Saved entries:
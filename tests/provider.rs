use std::path::{Path, PathBuf};
use std::sync::{Arc, Mutex};
use std::time::Duration;

use async_trait::async_trait;
use indexmap::IndexMap;
use tempfile::TempDir;

use svo_provider::catalog::memory::InMemoryCatalog;
use svo_provider::config::SourceKind;
use svo_provider::data_location::SizeProbe;
use svo_provider::files::FileScan;
use svo_provider::models::{KeywordDefinition, KeywordType, RawValue};
use svo_provider::progress::NoProgress;
use svo_provider::provider::{
    DatasetProfile, FileItems, Provider, SubmitOptions, SubmitSummary, TapItems,
};
use svo_provider::rules::{compile_rules, RuleSpec};
use svo_provider::tap::{QueryRunner, TapError, TapRecordStream};
use svo_provider::votable::{TapRecord, VoTable};

struct NoProbe;

#[async_trait]
impl SizeProbe for NoProbe {
    async fn content_length(&self, url: &str) -> Result<u64, String> {
        Err(format!("no network for {}", url))
    }
}

/// Serves fixed pages and records the queries it was asked.
struct Pages {
    pages: Mutex<Vec<Vec<TapRecord>>>,
    queries: Mutex<Vec<String>>,
}

#[async_trait]
impl QueryRunner for Pages {
    async fn run_query(&self, adql: &str) -> Result<VoTable, TapError> {
        self.queries.lock().unwrap().push(adql.to_string());
        let mut pages = self.pages.lock().unwrap();
        let rows = if pages.is_empty() {
            Vec::new()
        } else {
            pages.remove(0)
        };
        Ok(VoTable {
            fields: Vec::new(),
            rows,
        })
    }
}

fn keyword(name: &str, verbose_name: &str, keyword_type: KeywordType) -> KeywordDefinition {
    KeywordDefinition {
        name: name.into(),
        verbose_name: verbose_name.into(),
        keyword_type,
        unit: None,
        description: None,
    }
}

fn card(image: &str) -> String {
    format!("{:<80}", image)
}

fn write_fits(path: &Path, cards: &[&str]) {
    let mut text: String = cards.iter().map(|c| card(c)).collect();
    text.push_str(&card("END"));
    let len = text.len().div_ceil(2880) * 2880;
    let mut bytes = text.into_bytes();
    bytes.resize(len, b' ');
    std::fs::create_dir_all(path.parent().unwrap()).unwrap();
    std::fs::write(path, bytes).unwrap();
}

fn swap_file(dir: &Path, name: &str, date: &str) -> PathBuf {
    let path = dir.join(name);
    let date_obs = format!("DATE-OBS= '{}'", date);
    let date_end = format!("DATE-END= '{}'", date);
    write_fits(
        &path,
        &[
            "SIMPLE  =                    T",
            "BITPIX  =                    8",
            "NAXIS   =                    0",
            date_obs.as_str(),
            date_end.as_str(),
            "WAVELNTH=                  174 / [Angstrom] wavelength",
            "EXPTIME =                 10.0",
        ],
    );
    path
}

const SWAP_RULES: &str = r#"
wavemin = { rule = "divide", field = "wavelnth", by = 10 }
wavemax = { rule = "divide", field = "wavelnth", by = 10 }
"#;

async fn swap_provider(catalog: &Arc<InMemoryCatalog>, base: &Path) -> Provider {
    swap_provider_with(catalog, base, SWAP_RULES, None).await
}

async fn swap_provider_with(
    catalog: &Arc<InMemoryCatalog>,
    base: &Path,
    rules: &str,
    thumbnail_template: Option<&str>,
) -> Provider {
    catalog.add_dataset(
        "SWAP level 1",
        vec![
            keyword("date_beg", "DATE-OBS", KeywordType::Time),
            keyword("date_end", "DATE-END", KeywordType::Time),
            keyword("wavelnth", "WAVELNTH", KeywordType::Integer),
            keyword("exptime", "EXPTIME", KeywordType::Real),
            keyword("detector", "DETECTOR", KeywordType::Text),
        ],
    );
    let specs: IndexMap<String, RuleSpec> = toml::from_str(rules).unwrap();
    let mut profile = DatasetProfile::new("SWAP level 1", SourceKind::FitsFile);
    profile.rules = compile_rules(&specs).unwrap();
    profile.location.thumbnail_template = thumbnail_template.map(String::from);
    profile.location.base_file_path = Some(base.to_path_buf());
    profile.location.base_file_url = Some("https://proba2.oma.be/swap/data/bsd/".into());
    Provider::connect(
        catalog.clone(),
        Arc::new(NoProbe),
        reqwest::Client::new(),
        profile,
    )
    .await
    .unwrap()
}

#[tokio::test]
async fn fits_batch_creates_then_updates() {
    let tmp = TempDir::new().unwrap();
    swap_file(tmp.path(), "2021/06/01/swap_a.fits", "2021-06-01T12:00:00");
    swap_file(tmp.path(), "2021/06/01/swap_b.fits", "2021-06-01T12:01:40.500");
    std::fs::write(tmp.path().join("2021/06/01/notes.txt"), "not matched").unwrap();

    let catalog = Arc::new(InMemoryCatalog::new());
    let provider = swap_provider(&catalog, tmp.path()).await;
    let scan = FileScan::new(&[format!("{}/**/*.fits", tmp.path().display())]).unwrap();

    let summary = provider
        .submit_all(&mut FileItems::new(&scan), &SubmitOptions::default(), &NoProgress)
        .await;
    assert_eq!(
        summary,
        SubmitSummary {
            processed: 2,
            created: 2,
            ..Default::default()
        }
    );

    let payload = catalog
        .metadata_payload("SWAP level 1", "20210601120140")
        .unwrap();
    assert_eq!(payload["wavemin"], serde_json::json!(17.4));
    assert_eq!(payload["date_beg"], serde_json::json!("2021-06-01T12:01:40.500"));
    assert!(payload.get("detector").is_none());
    assert_eq!(
        payload["data_location"]["file_url"],
        serde_json::json!("https://proba2.oma.be/swap/data/bsd/2021/06/01/swap_b.fits")
    );
    assert_eq!(
        payload["data_location"]["file_path"],
        serde_json::json!("2021/06/01/swap_b.fits")
    );

    // Same files again: without --update the oids clash, with it they are patched.
    let summary = provider
        .submit_all(&mut FileItems::new(&scan), &SubmitOptions::default(), &NoProgress)
        .await;
    assert_eq!(summary.failed, 2);

    let update = SubmitOptions {
        update_existing: true,
        ..Default::default()
    };
    let summary = provider
        .submit_all(&mut FileItems::new(&scan), &update, &NoProgress)
        .await;
    assert_eq!(summary.updated, 2);
    assert_eq!(summary.failed, 0);
    assert_eq!(catalog.metadata_count(), 2);
    assert_eq!(catalog.data_location_count(), 2);
}

#[tokio::test]
async fn dry_run_submits_nothing() {
    let tmp = TempDir::new().unwrap();
    let path = swap_file(tmp.path(), "swap.fits", "2021-06-01T12:00:00");

    let catalog = Arc::new(InMemoryCatalog::new());
    let provider = swap_provider(&catalog, tmp.path()).await;
    let options = SubmitOptions {
        dry_run: true,
        ..Default::default()
    };
    let summary = provider
        .submit_all(&mut FileItems::from_paths(vec![path]), &options, &NoProgress)
        .await;
    assert_eq!(summary.dry_run, 1);
    assert_eq!(catalog.metadata_count(), 0);
    assert_eq!(catalog.data_location_count(), 0);
}

#[tokio::test]
async fn failing_item_does_not_stop_the_batch() {
    let tmp = TempDir::new().unwrap();
    let good = swap_file(tmp.path(), "a.fits", "2021-06-01T12:00:00");
    let no_date = tmp.path().join("b.fits");
    write_fits(
        &no_date,
        &[
            "SIMPLE  =                    T",
            "BITPIX  =                    8",
            "NAXIS   =                    0",
            "WAVELNTH=                  174",
        ],
    );
    let bad_date = tmp.path().join("c.fits");
    write_fits(
        &bad_date,
        &[
            "SIMPLE  =                    T",
            "BITPIX  =                    8",
            "NAXIS   =                    0",
            "DATE-OBS= 'yesterday'",
            "DATE-END= '2021-06-01T12:00:00'",
            "WAVELNTH=                  174",
        ],
    );

    let catalog = Arc::new(InMemoryCatalog::new());
    let provider = swap_provider(&catalog, tmp.path()).await;
    let mut items = FileItems::from_paths(vec![no_date, bad_date, good]);
    let summary = provider
        .submit_all(&mut items, &SubmitOptions::default(), &NoProgress)
        .await;
    assert_eq!(summary.processed, 3);
    assert_eq!(summary.failed, 2);
    assert_eq!(summary.created, 1);
    assert!(catalog
        .metadata_payload("SWAP level 1", "20210601120000")
        .is_some());
}

#[tokio::test]
async fn out_of_range_end_date_fails_only_its_item() {
    let tmp = TempDir::new().unwrap();
    let huge = tmp.path().join("a.fits");
    write_fits(
        &huge,
        &[
            "SIMPLE  =                    T",
            "BITPIX  =                    8",
            "NAXIS   =                    0",
            "DATE-OBS= '2021-06-01T12:00:00'",
            "WAVELNTH=                  174",
            "EXPTIME =               1.0E300",
        ],
    );
    let good = swap_file(tmp.path(), "b.fits", "2021-06-01T12:01:40");

    let catalog = Arc::new(InMemoryCatalog::new());
    let rules = format!(
        "{}date_end = {{ rule = \"add_seconds\", field = \"date_beg\", seconds = \"exptime\" }}\n",
        SWAP_RULES
    );
    let provider = swap_provider_with(&catalog, tmp.path(), &rules, None).await;
    let summary = provider
        .submit_all(
            &mut FileItems::from_paths(vec![huge, good]),
            &SubmitOptions::default(),
            &NoProgress,
        )
        .await;
    assert_eq!(
        summary,
        SubmitSummary {
            processed: 2,
            created: 1,
            failed: 1,
            ..Default::default()
        }
    );
    let payload = catalog
        .metadata_payload("SWAP level 1", "20210601120140")
        .unwrap();
    assert_eq!(payload["date_end"], serde_json::json!("2021-06-01T12:01:50"));
}

#[tokio::test]
async fn bad_thumbnail_time_format_fails_items_without_aborting() {
    let tmp = TempDir::new().unwrap();
    let a = swap_file(tmp.path(), "a.fits", "2021-06-01T12:00:00");
    let b = swap_file(tmp.path(), "b.fits", "2021-06-01T12:01:40");

    let catalog = Arc::new(InMemoryCatalog::new());
    let provider = swap_provider_with(
        &catalog,
        tmp.path(),
        SWAP_RULES,
        Some("https://proba2.oma.be/{date_beg:%Q}.png"),
    )
    .await;
    let summary = provider
        .submit_all(
            &mut FileItems::from_paths(vec![a, b]),
            &SubmitOptions::default(),
            &NoProgress,
        )
        .await;
    assert_eq!(summary.processed, 2);
    assert_eq!(summary.failed, 2);
    assert_eq!(catalog.metadata_count(), 0);
}

fn lars_record(granule_uid: &str, start: &str, access_url: &str) -> TapRecord {
    TapRecord::from_pairs([
        ("granule_uid", RawValue::Text(granule_uid.into())),
        ("time_start", RawValue::Text(start.into())),
        ("time_end", RawValue::Text(start.into())),
        ("spectral_range_min", RawValue::Real(6302.0)),
        ("spectral_range_max", RawValue::Real(6303.0)),
        ("access_url", RawValue::Text(access_url.into())),
        ("access_estsize", RawValue::Null),
        ("thumbnail_url", RawValue::Null),
    ])
}

#[tokio::test]
async fn tap_records_share_data_locations() {
    let catalog = Arc::new(InMemoryCatalog::new());
    catalog.add_dataset(
        "LARS level 1",
        vec![
            keyword("date_beg", "time_start", KeywordType::Time),
            keyword("date_end", "time_end", KeywordType::Time),
            keyword("spectral_range_min", "spectral_range_min", KeywordType::Real),
            keyword("wavemax", "spectral_range_max", KeywordType::Real),
        ],
    );
    let specs: IndexMap<String, RuleSpec> = toml::from_str(
        r#"
        oid = { rule = "format", template = "{granule_uid}" }
        granule_uid = { rule = "keyword", keyword = "granule_uid", type = "text" }
        wavemin = { rule = "divide", field = "spectral_range_min", by = 10 }
        "#,
    )
    .unwrap();
    let mut profile = DatasetProfile::new("LARS level 1", SourceKind::Tap);
    profile.rules = compile_rules(&specs).unwrap();
    profile.location.missing_file_size = Some(0);
    profile.location.missing_file_path = Some("{granule_uid}.tar".into());
    let provider = Provider::connect(
        catalog.clone(),
        Arc::new(NoProbe),
        reqwest::Client::new(),
        profile,
    )
    .await
    .unwrap();

    let shared = "https://dachs.sdc.leibniz-kis.de/lars/2018-05-14.tar";
    let runner = Pages {
        pages: Mutex::new(vec![
            vec![
                lars_record("lars_001", "2018-05-14T08:00:00", shared),
                lars_record("lars_002", "2018-05-14T08:10:00", shared),
            ],
            vec![lars_record(
                "lars_003",
                "2018-05-15T08:00:00",
                "https://dachs.sdc.leibniz-kis.de/lars/2018-05-15.tar",
            )],
        ]),
        queries: Mutex::new(Vec::new()),
    };
    let stream = TapRecordStream::new(&runner, "lars.epn_core", 2, None, Duration::ZERO);
    let summary = provider
        .submit_all(
            &mut TapItems::new(stream),
            &SubmitOptions::default(),
            &NoProgress,
        )
        .await;

    assert_eq!(
        summary,
        SubmitSummary {
            processed: 3,
            created: 2,
            reused: 1,
            ..Default::default()
        }
    );
    assert_eq!(catalog.data_location_count(), 2);
    assert_eq!(catalog.metadata_count(), 3);
    assert_eq!(runner.queries.lock().unwrap().len(), 2);

    let payload = catalog.metadata_payload("LARS level 1", "lars_001").unwrap();
    assert_eq!(payload["wavemin"], serde_json::json!(630.2));
    assert_eq!(payload["data_location"]["file_size"], serde_json::json!(0));
    assert_eq!(
        payload["data_location"]["file_path"],
        serde_json::json!("lars_001.tar")
    );

    // The second record references the location created for the first one.
    let reused = catalog.metadata_payload("LARS level 1", "lars_002").unwrap();
    assert!(reused["data_location"].is_string());
    assert_eq!(reused["oid"], serde_json::json!("lars_002"));
}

■ **What the task requires**:
Copy out only the lines running from the beginning of the data to the line with "impl QueryRunner for", both ends included.

■ **Your response**:
filename tests/provider.rs
use std::path::{Path, PathBuf};
use std::sync::{Arc, Mutex};
use std::time::Duration;

use async_trait::async_trait;
use indexmap::IndexMap;
use tempfile::TempDir;

use svo_provider::catalog::memory::InMemoryCatalog;
use svo_provider::config::SourceKind;
use svo_provider::data_location::SizeProbe;
use svo_provider::files::FileScan;
use svo_provider::models::{KeywordDefinition, KeywordType, RawValue};
use svo_provider::progress::NoProgress;
use svo_provider::provider::{
    DatasetProfile, FileItems, Provider, SubmitOptions, SubmitSummary, TapItems,
};
use svo_provider::rules::{compile_rules, RuleSpec};
use svo_provider::tap::{QueryRunner, TapError, TapRecordStream};
use svo_provider::votable::{TapRecord, VoTable};

struct NoProbe;

#[async_trait]
impl SizeProbe for NoProbe {
    async fn content_length(&self, url: &str) -> Result<u64, String> {
        Err(format!("no network for {}", url))
    }
}

/// Serves fixed pages and records the queries it was asked.
struct Pages {
    pages: Mutex<Vec<Vec<TapRecord>>>,
    queries: Mutex<Vec<String>>,
}

#[async_trait]
impl QueryRunner for Pages {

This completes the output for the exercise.